A bold but naive young woman, known only by the city of her birth (Reno) moves to New York to be part of the cutting-edge art world in mid-1970s. What Reno loves is speed – as in skiing and riding motorcycles – and men. These two appetites get her involved with the black-sheep son of a rich Italian family that manufactures motorcycles, and ultimately in the radical politics of Italy. Despite the critical acclaim it received and the fact that on the surface this book should appeal to me strongly, I was only lukewarm about it. Reno’s passivity in her relationships with men got tiresome.

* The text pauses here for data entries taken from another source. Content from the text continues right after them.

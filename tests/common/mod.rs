//! Shared fixtures for the integration suites: real fds standing in for
//! the data/control pipes a host process would otherwise create, set
//! non-blocking exactly as the host is expected to hand them over
//! (spec.md §5, §6 -- client fd I/O is always non-blocking).

use std::os::unix::io::RawFd;
use std::time::Duration;

use nix::fcntl::{fcntl, FcntlArg, OFlag};
use nix::sys::socket::{socketpair, AddressFamily, SockFlag, SockType};
use nix::unistd::pipe;

use pcm_multi::client::{ClientEndpoint, Role};

fn set_nonblocking(fd: RawFd) {
    fcntl(fd, FcntlArg::F_SETFL(OFlag::O_NONBLOCK)).expect("fcntl O_NONBLOCK");
}

/// A one-way, non-blocking pipe (the data channel's shape).
pub fn nonblocking_pipe() -> (RawFd, RawFd) {
    let (r, w) = pipe().unwrap();
    set_nonblocking(r);
    set_nonblocking(w);
    (r, w)
}

/// A bidirectional, non-blocking socketpair (the control channel's
/// shape -- a client both sends commands and reads replies over it).
pub fn nonblocking_socketpair() -> (RawFd, RawFd) {
    let (a, b) =
        socketpair(AddressFamily::Unix, SockType::Stream, None, SockFlag::empty()).unwrap();
    set_nonblocking(a);
    set_nonblocking(b);
    (a, b)
}

pub const DRAIN_TIMEOUT: Duration = Duration::from_millis(300);

/// Build a fully initialized client endpoint plus the test-side ends of
/// its data and control fds.
pub fn endpoint(
    role: Role,
    frame_size: usize,
    channels: u8,
    period_bytes: usize,
    client_threshold_periods: usize,
) -> (ClientEndpoint, RawFd, RawFd) {
    let (data_r, data_w) = nonblocking_pipe();
    let (ctrl_ours, ctrl_theirs) = nonblocking_socketpair();
    let fd = if role == Role::Playback { data_r } else { data_w };
    let mut client = ClientEndpoint::new(1, role, fd, ctrl_ours);
    client.init(frame_size, channels, period_bytes, client_threshold_periods);
    let data_other_end = if role == Role::Playback { data_w } else { data_r };
    (client, data_other_end, ctrl_theirs)
}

Sweet Tooth by Ian McEwen.
I’ve tried and tried to like Ian McEwen, but to no avail. While I can appreciate the clarity and precision of his prose, it has always seems soulless to me. And when his novels reveal their startling plot twists at the end, you can practically hear the Law & Order “cha-chung” sound in the background. His depiction of the inner lives of women characters is particularly unconvincing, although that actually turned out to be a strength in this book. All that being said, Sweet Tooth does have some things to recommend it. The novel is about a young university graduate who almost accidentally finds herself working for MI5, the British Secret Service, after being groomed for the job by an older professor with whom she had an affair. Her undercover task is to find and encourage with grant money the right sort of young writers whose work will provide cultural and intellectual support for the anti-communist side of the Cold War. Set in the 1970s, the novel does an excellent job of portraying the atmosphere of Britain in decline, beset by terrorism, economic woes, cultural upheaval and self-inflicted political wounds.

So many books…

I just finished reading the novel The Invention of Wings by Sue Monk Kidd (my cup of tea!) and started Redeployment by Phil Kay. Among the many, many books on my teetering “to be read” pile is The New Jim Crow by Michelle Alexander.

How do you handle the perpetual problem of so many books, so little time?